Una oleada de robos en pisos y comercios de San Agustín tiene en vilo a los vecinos

A CORUÑA

Los vecinos de la zona de San Agustín y la plaza del Humor denunciaron ayer que en las últimas semanas están padeciendo una fuerte oleada de robos en locales comerciales y viviendas de la zona. La presidenta de la asociación de vecinos de la plaza del Humor, Beatriz Rodríguez, aseguró que se trata de algo grave, dado que los ladrones entran en las casas y en los comercios cuando no están sus dueños dentro, «lo que significa que vigilan cuándo entra y cuándo sale la gente y conocen todos sus movimientos». Añadió que los vecinos «nos sentimos vigilados y estamos viviendo unos momentos de agobio y angustia».

Varios vecinos y comerciantes de la zona se reunieron ayer en la plaza del Humor con los concejales del Partido Popular Julio Flores, Pilar Farjas y Carmen Hervada, quienes explicaron que la preocupación por esta oleada de robos se extiende también a los barrios de Pescadería y la plaza del Comercio. Julio Flores explicó que también se ha incrementado este tipo de delitos en zonas como Los Rosales, Matogrande y Agra del Orzán. «Por ello pedimos la convocatoria de la junta local de seguridad, que no se reúne desde hace 14 años, y que se elabore un plan local de seguridad para coordinar las actuaciones de la Policía Local y la Policía Nacional», reclamó. Los vecinos de la plaza del Humor también coincidieron con el PP en reclamar la puesta en marcha de la policía de barrio y, sobre todo, más presencia de agentes por la zona. «Estamos contentos porque ya no hay botellón, pero en los últimos diez días han entrado en al menos cinco pisos y bajos de la zona; creemos que los que actúan pueden ser miembros de una banda organizada», indicó Rosa Rodríguez.

Según las denuncias que les llegaron a los concejales del PP, la escalada de robos comenzó hace dos meses y afectaron a joyerías, bares, jamonerías, ferreterías, restaurantes, ópticas, tiendas de ropa y, por supuesto, domicilios particulares. Los vecinos de la plaza del Humor indicaron que los ladrones actúan especialmente de noche y que van directamente a por el dinero y los objetos que pueden vender fácilmente, como joyas. Eso fue lo que se llevaron, por ejemplo, de la casa de María Luisa y María, dos hermanas que viven en la calle Pío XII. Los ladrones entraron en su casa durante la Nochebuena, entre las 21.30 y las 2.15 horas, mientras ellas estaban cenando con la familia. Los salteadores intentaron forzar una puerta y, al no conseguirlo, entraron por la de la cocina, tirando al suelo un enorme armario.

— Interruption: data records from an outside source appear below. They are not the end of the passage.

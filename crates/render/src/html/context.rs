//! Rendering state for one document.

use std::collections::HashMap;

use markdown::mdast::Node;
use multimark_core::{MaskTable, Slugger};

use super::{HeadingEntry, RenderedBody, Scope};
use crate::config::RenderOptions;
use crate::engine::Engine;
use crate::extensions::attrs;

/// Link reference definition target.
#[derive(Debug, Clone, Copy)]
pub(crate) struct LinkTarget<'a> {
    pub url: &'a str,
    pub title: Option<&'a str>,
}

/// Output buffer plus everything the renderer tracks across nodes.
pub(crate) struct Context<'a> {
    engine: &'a Engine,
    masks: &'a MaskTable,
    html: String,
    stack: Vec<Scope>,
    slugger: Slugger,
    headings: Vec<HeadingEntry>,
    definitions: HashMap<&'a str, LinkTarget<'a>>,
    footnote_bodies: HashMap<&'a str, &'a [Node]>,
    /// Footnote identifiers in order of first reference.
    footnote_order: Vec<String>,
    footnote_refs: HashMap<String, usize>,
    fences: usize,
    tasks: usize,
}

impl<'a> Context<'a> {
    /// Creates a context, collecting definitions from `tree` up front so
    /// references may precede them.
    pub fn new(engine: &'a Engine, masks: &'a MaskTable, tree: &'a Node) -> Self {
        let mut ctx = Self {
            engine,
            masks,
            html: String::with_capacity(4096),
            stack: Vec::new(),
            slugger: Slugger::new(),
            headings: Vec::new(),
            definitions: HashMap::new(),
            footnote_bodies: HashMap::new(),
            footnote_order: Vec::new(),
            footnote_refs: HashMap::new(),
            fences: 0,
            tasks: 0,
        };
        ctx.collect_definitions(tree);
        ctx
    }

    fn collect_definitions(&mut self, node: &'a Node) {
        match node {
            Node::Definition(def) => {
                self.definitions.entry(def.identifier.as_str()).or_insert(LinkTarget {
                    url: &def.url,
                    title: def.title.as_deref(),
                });
            }
            Node::FootnoteDefinition(def) => {
                self.footnote_bodies
                    .entry(def.identifier.as_str())
                    .or_insert(def.children.as_slice());
            }
            _ => {}
        }
        if let Some(children) = node.children() {
            for child in children {
                self.collect_definitions(child);
            }
        }
    }

    pub fn engine(&self) -> &'a Engine {
        self.engine
    }

    pub fn options(&self) -> &'a RenderOptions {
        self.engine.options()
    }

    /// Writes HTML unchanged.
    pub fn push_raw(&mut self, s: &str) {
        self.html.push_str(s);
    }

    /// Writes escaped text.
    pub fn push_text(&mut self, s: &str) {
        self.html.push_str(&html_escape::encode_text(s));
    }

    /// Writes an escaped attribute value.
    pub fn push_attr_value(&mut self, s: &str) {
        self.html
            .push_str(&html_escape::encode_double_quoted_attribute(s));
    }

    /// Writes a void element, e.g. `push_void("<br")`.
    pub fn push_void(&mut self, open: &str) {
        self.html.push_str(open);
        self.html.push_str(if self.options().xhtml_out { " />" } else { ">" });
    }

    pub fn ends_with_newline(&self) -> bool {
        self.html.is_empty() || self.html.ends_with('\n')
    }

    pub fn enter(&mut self, scope: Scope) {
        self.stack.push(scope);
    }

    pub fn exit(&mut self) -> Option<Scope> {
        self.stack.pop()
    }

    /// True when paragraphs render without `<p>`: the closest list or
    /// block container is a tight list.
    pub fn is_in_tight_list(&self) -> bool {
        self.stack
            .iter()
            .rev()
            .find(|scope| {
                matches!(
                    scope,
                    Scope::List { .. } | Scope::Blockquote | Scope::FootnoteDefinition
                )
            })
            .is_some_and(|scope| matches!(scope, Scope::List { tight: true }))
    }

    /// True inside phrasing content, where raw HTML is inline.
    pub fn is_in_phrasing(&self) -> bool {
        matches!(
            self.stack.last(),
            Some(Scope::Paragraph | Scope::Heading | Scope::TableCell)
        )
    }

    /// Renders into a fresh buffer and returns what was written.
    pub fn capture(&mut self, render: impl FnOnce(&mut Self)) -> String {
        let saved = std::mem::take(&mut self.html);
        render(self);
        std::mem::replace(&mut self.html, saved)
    }

    /// Plain text of a heading: markers restored, tags stripped, entities
    /// decoded.
    pub fn plain_text(&self, raw: &str) -> String {
        let restored = attrs::strip_placeholders(&self.masks.restore(&html_escape::encode_text(raw)));
        let mut text = String::with_capacity(restored.len());
        let mut in_tag = false;
        for ch in restored.chars() {
            match ch {
                '<' => in_tag = true,
                '>' if in_tag => in_tag = false,
                _ if !in_tag => text.push(ch),
                _ => {}
            }
        }
        html_escape::decode_html_entities(text.trim()).into_owned()
    }

    /// The `#id` of an attribute list ending a heading, if any.
    pub fn attrs_id(&self, raw: &str) -> Option<String> {
        attrs::trailing_id(&self.masks.restore(&html_escape::encode_text(raw)))
    }

    pub fn next_slug(&mut self, text: &str) -> String {
        self.slugger.slug(text)
    }

    pub fn add_heading(&mut self, entry: HeadingEntry) {
        self.headings.push(entry);
    }

    pub fn definition(&self, identifier: &str) -> Option<LinkTarget<'a>> {
        self.definitions.get(identifier).copied()
    }

    /// Records a reference to footnote `identifier`.
    ///
    /// Returns the footnote number (1-based, by first reference) and how
    /// many times it was referenced before.
    pub fn footnote_reference(&mut self, identifier: &str) -> (usize, usize) {
        let number = match self.footnote_order.iter().position(|id| id == identifier) {
            Some(index) => index + 1,
            None => {
                self.footnote_order.push(identifier.to_string());
                self.footnote_order.len()
            }
        };
        let count = self.footnote_refs.entry(identifier.to_string()).or_insert(0);
        let previous = *count;
        *count += 1;
        (number, previous)
    }

    /// Footnotes to list: identifier, body and reference count, in
    /// reference order. References rendered while listing are included.
    pub fn footnote(&self, index: usize) -> Option<(String, &'a [Node], usize)> {
        let identifier = self.footnote_order.get(index)?;
        let body = self.footnote_bodies.get(identifier.as_str()).copied().unwrap_or(&[]);
        let refs = self.footnote_refs.get(identifier).copied().unwrap_or(0);
        Some((identifier.clone(), body, refs))
    }

    pub fn has_footnotes(&self) -> bool {
        !self.footnote_order.is_empty()
    }

    pub fn next_fence_ordinal(&mut self) -> usize {
        let ordinal = self.fences;
        self.fences += 1;
        ordinal
    }

    pub fn next_task_id(&mut self) -> usize {
        let id = self.tasks;
        self.tasks += 1;
        id
    }

    pub fn finish(self) -> RenderedBody {
        RenderedBody {
            html: self.html,
            headings: self.headings,
        }
    }
}
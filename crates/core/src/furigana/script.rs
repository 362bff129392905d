/// Script class of a single character, as far as alignment cares.
#[derive(Debug, Clone, Copy, PartialEq, Eq)]
pub enum ScriptClass {
    /// Hiragana, katakana (full and half width) and the prolonged sound mark.
    Kana,
    /// CJK ideographs, including extension A.
    Ideograph,
    /// Anything else; ignored by the pattern builder.
    Other,
}

impl ScriptClass {
    /// Classifies `c` by fixed code point ranges.
    pub fn of(c: char) -> Self {
        match c {
            '\u{3040}'..='\u{3096}' | '\u{30A1}'..='\u{30FA}' | '\u{FF66}'..='\u{FF9F}' | '\u{30FC}' => {
                ScriptClass::Kana
            }
            '\u{3400}'..='\u{9FAF}' => ScriptClass::Ideograph,
            _ => ScriptClass::Other,
        }
    }

    /// Kana and ideographs take part in alignment.
    pub fn is_alignable(self) -> bool {
        !matches!(self, ScriptClass::Other)
    }
}
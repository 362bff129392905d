//! Heading slugs, compatible with github-slugger.
//!
//! Lowercase, drop everything that is not a letter, digit, `-`, `_`,
//! combining mark or space, then turn spaces into hyphens. Hyphen runs are
//! neither collapsed nor trimmed. Repeated slugs get `-1`, `-2`, ...

use std::collections::HashMap;

/// Per-document slug generator that keeps slugs unique.
#[derive(Debug, Default, Clone)]
pub struct Slugger {
    seen: HashMap<String, usize>,
}

impl Slugger {
    /// Creates an empty slugger.
    pub fn new() -> Self {
        Self::default()
    }

    /// Returns a unique slug for `text`.
    pub fn slug(&mut self, text: &str) -> String {
        let base = slugify(text);
        let mut candidate = base.clone();
        while self.seen.contains_key(&candidate) {
            let count = self.seen.entry(base.clone()).or_insert(0);
            *count += 1;
            candidate = format!("{base}-{count}");
        }
        self.seen.insert(candidate.clone(), 0);
        candidate
    }

    /// Marks `slug` as used without producing it.
    pub fn reserve(&mut self, slug: &str) {
        self.seen.entry(slug.to_string()).or_insert(0);
    }

    /// Forgets every slug handed out so far.
    pub fn reset(&mut self) {
        self.seen.clear();
    }
}

/// Slugifies `text` without deduplication.
///
/// ```
/// use multimark_core::slug::slugify;
///
/// assert_eq!(slugify("Hello, World!"), "hello-world");
/// assert_eq!(slugify("ふりがな の 書き方"), "ふりがな-の-書き方");
/// ```
pub fn slugify(text: &str) -> String {
    let mut slug = String::with_capacity(text.len());
    for ch in text.chars() {
        match ch {
            ' ' => slug.push('-'),
            '-' | '_' => slug.push(ch),
            c if c.is_ascii_alphanumeric() => slug.push(c.to_ascii_lowercase()),
            c if !c.is_ascii() && (c.is_alphanumeric() || is_combining_mark(c)) => {
                slug.extend(c.to_lowercase());
            }
            _ => {}
        }
    }
    if slug.is_empty() {
        slug.push_str("heading");
    }
    slug
}

/// Combining marks that github-slugger keeps (nonspacing and spacing marks
/// of the common scripts, plus the kana voicing marks).
fn is_combining_mark(ch: char) -> bool {
    matches!(
        ch as u32,
        0x0300..=0x036F
            | 0x0591..=0x05BD
            | 0x05BF
            | 0x05C1..=0x05C2
            | 0x05C4..=0x05C5
            | 0x05C7
            | 0x0610..=0x061A
            | 0x064B..=0x065F
            | 0x0670
            | 0x0900..=0x0903
            | 0x093A..=0x094F
            | 0x0951..=0x0957
            | 0x0962..=0x0963
            | 0x0980..=0x0983
            | 0x09BC..=0x09CD
            | 0x0A01..=0x0A03
            | 0x0A3C..=0x0A4D
            | 0x0A81..=0x0A83
            | 0x0ABC..=0x0ACD
            | 0x0B01..=0x0B03
            | 0x0BBE..=0x0BCD
            | 0x0E31..=0x0E3A
            | 0x0E47..=0x0E4E
            | 0x1AB0..=0x1AFF
            | 0x1DC0..=0x1DFF
            | 0x302A..=0x302F
            | 0x3099..=0x309A
            | 0xFE20..=0xFE2F
    )
}

#[cfg(test)]
mod tests {
    use super::*;

    #[test]
    fn punctuation_is_dropped() {
        assert_eq!(slugify("Hello World"), "hello-world");
        assert_eq!(slugify("render(markdown, config)"), "rendermarkdown-config");
        assert_eq!(slugify("TypeScript & JSX"), "typescript--jsx");
        assert_eq!(slugify("<ruby> tags"), "ruby-tags");
    }

    #[test]
    fn hyphens_are_not_collapsed() {
        assert_eq!(slugify("  a---b  "), "--a---b--");
    }

    #[test]
    fn japanese_is_kept() {
        assert_eq!(slugify("可愛い犬"), "可愛い犬");
        assert_eq!(slugify("ルビ・ふりがな"), "ルビふりがな");
        assert_eq!(slugify("が"), "が");
    }

    #[test]
    fn combining_marks_survive() {
        assert_eq!(slugify("स्लॉट्स"), "स्लॉट्स");
        assert_eq!(slugify("Héllo Wörld"), "héllo-wörld");
    }

    #[test]
    fn empty_falls_back() {
        assert_eq!(slugify("!!!"), "heading");
    }

    #[test]
    fn duplicates_get_counters() {
        let mut slugger = Slugger::new();
        assert_eq!(slugger.slug("Notes"), "notes");
        assert_eq!(slugger.slug("Notes"), "notes-1");
        assert_eq!(slugger.slug("notes"), "notes-2");
    }

    #[test]
    fn counters_skip_taken_slugs() {
        let mut slugger = Slugger::new();
        assert_eq!(slugger.slug("Step 1"), "step-1");
        assert_eq!(slugger.slug("Step"), "step");
        assert_eq!(slugger.slug("Step"), "step-2");
    }

    #[test]
    fn reserve_and_reset() {
        let mut slugger = Slugger::new();
        slugger.reserve("intro");
        assert_eq!(slugger.slug("Intro"), "intro-1");
        slugger.reset();
        assert_eq!(slugger.slug("Intro"), "intro");
    }
}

Desvalijaron todo y no dejaron ni una toalla en su sitio. Se llevaron, sobre todo, joyas familiares y en especial, el reloj de oro que había pertenecido al padre de las dos mujeres. Lo peor, según cuentan, fue que al regresar a casa oyeron cómo alguien bajaba a trompicones por la escalera. Al ver que habían forzado las puertas se asustaron y volvieron a la calle. «Allí, por lo menos, nos sentíamos más seguras», explicó una de las hermanas. Después de hacer la denuncia y de que el cerrajero arreglara el desaguisado, pudieron volver a casa. Pero con la compañía de una sobrina porque «la impresión, el susto, fue enorme. Nos sentimos muy indefensas».

Precisamente para no tener esa sensación, en la ferretería Vecino, situada al inicio de las escalinatas de la calle Plaza, han colocado una verja para reforzar el cristal de seguridad que los ladrones intentaron romper a base de pedradas el pasado 7 de enero. Yolanda Ríos explica que cambian el cristal una media de cuatro veces al año, y los vecinos ya ni llaman a la policía porque, a base de escuchar tanto tiempo los efectos del botellón, ya no se asustan al oír ruidos sospechosos.